Portanto, teoricamente, o Toxoplasma gondii poderia exercer alguma influência no cérebro através dos centros responsáveis pelo medo, pelo olfato e pelo comportamento. Probabilidades mais elevadas de acidentes, tentativas de homicídio ou esquizofrenia indicam que a infecção não passa despercebida em todos nós. Ainda levará tempo até que essas descobertas tenham alguma consequência em nosso cotidiano médico. Suposições precisam ser comprovadas, e possibilidades terapêuticas, mais bem pesquisadas.
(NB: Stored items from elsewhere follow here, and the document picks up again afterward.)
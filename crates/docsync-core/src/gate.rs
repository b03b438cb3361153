//! Editability gate
//!
//! Maps a connection status to "does the editing surface accept input".
//! Pure and total over [`ConnectionStatus`]; anything that is not a known
//! status is treated as non-editable.

use crate::hydration::Role;
use crate::status::ConnectionStatus;
use serde::{Deserialize, Serialize};
use std::collections::BTreeSet;

/// Whether edits are accepted in `status` under the default policy.
///
/// Only `disconnected` blocks edits. `overloaded` still accepts them and
/// the transport queues them upstream.
#[must_use]
pub fn is_editable(status: ConnectionStatus) -> bool {
    EditabilityPolicy::default().is_editable(status)
}

/// Gate on a raw status string; unknown values are non-editable
#[must_use]
pub fn is_editable_str(status: &str) -> bool {
    status
        .parse::<ConnectionStatus>()
        .map(is_editable)
        .unwrap_or(false)
}

/// Tunable part of the gate
#[derive(Debug, Clone, Copy, PartialEq, Eq, Serialize, Deserialize)]
pub struct EditabilityPolicy {
    /// Accept edits while the transport reports backpressure
    pub overloaded_editable: bool,
}

impl Default for EditabilityPolicy {
    fn default() -> Self {
        Self {
            overloaded_editable: true,
        }
    }
}

impl EditabilityPolicy {
    /// Whether edits are accepted in `status`
    #[must_use]
    pub fn is_editable(self, status: ConnectionStatus) -> bool {
        match status {
            ConnectionStatus::Connecting
            | ConnectionStatus::Connected
            | ConnectionStatus::Syncing
            | ConnectionStatus::Reconnecting
            | ConnectionStatus::Synced
            | ConnectionStatus::Publishing => true,
            ConnectionStatus::Overloaded => self.overloaded_editable,
            ConnectionStatus::Disconnected => false,
        }
    }

    /// Editability for a participant with `role`; viewers never edit
    #[must_use]
    pub fn evaluate(self, status: ConnectionStatus, role: Role) -> Editability {
        let editable = role.can_edit() && self.is_editable(status);
        Editability {
            status,
            editable,
            indicator: StatusIndicator::for_status(status, role, editable),
        }
    }

    /// Statuses that accept edits under this policy
    #[must_use]
    pub fn editable_set(self) -> BTreeSet<ConnectionStatus> {
        ConnectionStatus::ALL
            .into_iter()
            .filter(|s| self.is_editable(*s))
            .collect()
    }
}

/// Gate result for the editing surface
#[derive(Debug, Clone, PartialEq, Eq, Serialize, Deserialize)]
pub struct Editability {
    /// Status this was computed from
    pub status: ConnectionStatus,
    /// Edits accepted
    pub editable: bool,
    /// What the UI shows next to the editor
    pub indicator: StatusIndicator,
}

impl Editability {
    /// Gate of a session that has been unmounted: input refused regardless
    /// of `status`
    #[must_use]
    pub fn closed(status: ConnectionStatus) -> Self {
        Self {
            status,
            editable: false,
            indicator: StatusIndicator {
                label: "Closed".to_string(),
                blocked: true,
            },
        }
    }
}

impl Default for Editability {
    fn default() -> Self {
        EditabilityPolicy::default().evaluate(ConnectionStatus::Connecting, Role::Editor)
    }
}

/// Visible status label; `blocked` is set whenever input is refused
#[derive(Debug, Clone, PartialEq, Eq, Serialize, Deserialize)]
pub struct StatusIndicator {
    /// Short label
    pub label: String,
    /// Input is refused
    pub blocked: bool,
}

impl StatusIndicator {
    fn for_status(status: ConnectionStatus, role: Role, editable: bool) -> Self {
        let label = match (role, status) {
            (Role::Viewer, _) => "Read only",
            (_, ConnectionStatus::Connecting) => "Connecting",
            (_, ConnectionStatus::Connected | ConnectionStatus::Syncing) => "Syncing",
            (_, ConnectionStatus::Synced) => "Saved",
            (_, ConnectionStatus::Reconnecting) => "Reconnecting",
            (_, ConnectionStatus::Publishing) => "Publishing",
            (_, ConnectionStatus::Overloaded) => "Busy",
            (_, ConnectionStatus::Disconnected) => "Offline",
        };
        Self {
            label: label.to_string(),
            blocked: !editable,
        }
    }
}

#[cfg(test)]
mod tests {
    use super::*;
    use ConnectionStatus::*;

    #[test]
    fn truth_table() {
        let table = [
            (Connecting, true),
            (Connected, true),
            (Syncing, true),
            (Overloaded, true),
            (Disconnected, false),
            (Reconnecting, true),
            (Synced, true),
            (Publishing, true),
        ];
        assert_eq!(table.len(), ConnectionStatus::ALL.len());
        for (status, expected) in table {
            assert_eq!(is_editable(status), expected, "{status}");
        }
    }

    #[test]
    fn unknown_strings_fail_closed() {
        assert!(!is_editable_str("offline"));
        assert!(!is_editable_str(""));
        assert!(!is_editable_str("SYNCED"));
        assert!(is_editable_str("synced"));
        assert!(!is_editable_str("disconnected"));
    }

    #[test]
    fn overloaded_can_be_blocked_by_policy() {
        let policy = EditabilityPolicy {
            overloaded_editable: false,
        };
        assert!(!policy.is_editable(Overloaded));
        assert!(!policy.editable_set().contains(&Overloaded));
        assert_eq!(policy.editable_set().len(), 6);
    }

    #[test]
    fn viewers_are_blocked_everywhere() {
        for status in ConnectionStatus::ALL {
            let e = EditabilityPolicy::default().evaluate(status, Role::Viewer);
            assert!(!e.editable);
            assert!(e.indicator.blocked);
            assert_eq!(e.indicator.label, "Read only");
        }
    }

    #[test]
    fn disconnected_shows_blocked_indicator() {
        let e = EditabilityPolicy::default().evaluate(Disconnected, Role::Editor);
        assert!(!e.editable);
        assert_eq!(
            e.indicator,
            StatusIndicator {
                label: "Offline".to_string(),
                blocked: true
            }
        );
    }
}
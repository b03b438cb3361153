//! Error types for docsync
//!
//! The gate and history adapter never fail. Errors only come from
//! rejected status transitions, hydration input and configuration.

use crate::status::ConnectionStatus;
use std::path::PathBuf;

/// Main session error type
#[derive(Debug, thiserror::Error)]
pub enum SessionError {
    /// Transition is not in the allowed table
    #[error("illegal status transition: {from} -> {to}")]
    IllegalTransition {
        /// Status before the attempted change
        from: ConnectionStatus,
        /// Rejected target status
        to: ConnectionStatus,
    },

    /// Retry was requested while the session is not disconnected
    #[error("retry is only valid from disconnected (current: {0})")]
    RetryNotDisconnected(ConnectionStatus),

    /// Hydration was attempted without a document id
    #[error("document id must not be empty")]
    EmptyDocumentId,

    /// Operation requires a hydrated session
    #[error("session has not been hydrated")]
    NotHydrated,

    /// Session was unmounted and no longer accepts input
    #[error("session has been unmounted")]
    Unmounted,

    /// Configuration error
    #[error("configuration error: {0}")]
    Config(#[from] ConfigError),
}

impl SessionError {
    /// Check if the session can keep going after this error
    #[inline]
    #[must_use]
    pub fn is_recoverable(&self) -> bool {
        !matches!(self, Self::Config(_) | Self::Unmounted)
    }
}

impl From<StatusError> for SessionError {
    fn from(value: StatusError) -> Self {
        match value {
            StatusError::IllegalTransition { from, to } => Self::IllegalTransition { from, to },
        }
    }
}

/// State machine errors
#[derive(Debug, Clone, Copy, PartialEq, Eq, thiserror::Error)]
pub enum StatusError {
    /// Transition is not in the allowed table
    #[error("{from} -> {to} is not an allowed transition")]
    IllegalTransition {
        /// Source status
        from: ConnectionStatus,
        /// Target status
        to: ConnectionStatus,
    },
}

/// Raised when a string does not name a known status
#[derive(Debug, Clone, PartialEq, Eq, thiserror::Error)]
#[error("unknown connection status: {0:?}")]
pub struct StatusParseError(pub String);

/// Configuration errors
#[derive(Debug, thiserror::Error)]
pub enum ConfigError {
    /// Config file could not be read
    #[error("failed to read {path}: {source}")]
    Io {
        /// File that failed
        path: PathBuf,
        /// Underlying error
        #[source]
        source: std::io::Error,
    },

    /// Config text is not valid TOML for [`crate::config::SessionConfig`]
    #[error("failed to parse config: {0}")]
    Parse(#[from] toml::de::Error),

    /// Config parsed but holds an unusable value
    #[error("invalid configuration: {0}")]
    Invalid(String),
}

#[cfg(test)]
mod tests {
    use super::*;

    #[test]
    fn config_errors_are_not_recoverable() {
        let err = SessionError::from(ConfigError::Invalid("journal_capacity".into()));
        assert!(!err.is_recoverable());
        assert!(SessionError::EmptyDocumentId.is_recoverable());
        assert!(!SessionError::Unmounted.is_recoverable());
    }

    #[test]
    fn status_error_converts_with_both_ends() {
        let err: SessionError = StatusError::IllegalTransition {
            from: ConnectionStatus::Disconnected,
            to: ConnectionStatus::Reconnecting,
        }
        .into();
        assert_eq!(
            err.to_string(),
            "illegal status transition: disconnected -> reconnecting"
        );
    }
}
Essa demorada salvaguarda da ciência pode custar vidas – os antibióticos só chegaram às farmácias décadas depois de sua descoberta. Mas também pode salvar vidas – o medicamento Contergan ou o amianto bem que poderiam ter sido testados por mais tempo.

Os toxoplasmas podem nos influenciar mais do que acreditávamos alguns anos atrás. Por isso, anunciaram uma nova era, em que até mesmo um fragmento tosco de excremento de gato pode mostrar tudo que contribui para determinar nossa vida. Um tempo em que compreendemos lentamente como somos ligados à nossa comida, aos nossos animais e ao minúsculo mundo que vive em nós. De arrepiar? Talvez um pouco. Mas não seria também emocionante o fato de aos poucos decifrarmos processos que, até então, só aceitávamos como destino? Assim, podemos agarrar com as duas mãos os riscos que surgem em nossa vida. Às vezes, uma pá de areia da caixa sanitária do gato, carne bem passada e frutas e verduras lavadas já são suficientes para afastar esses riscos.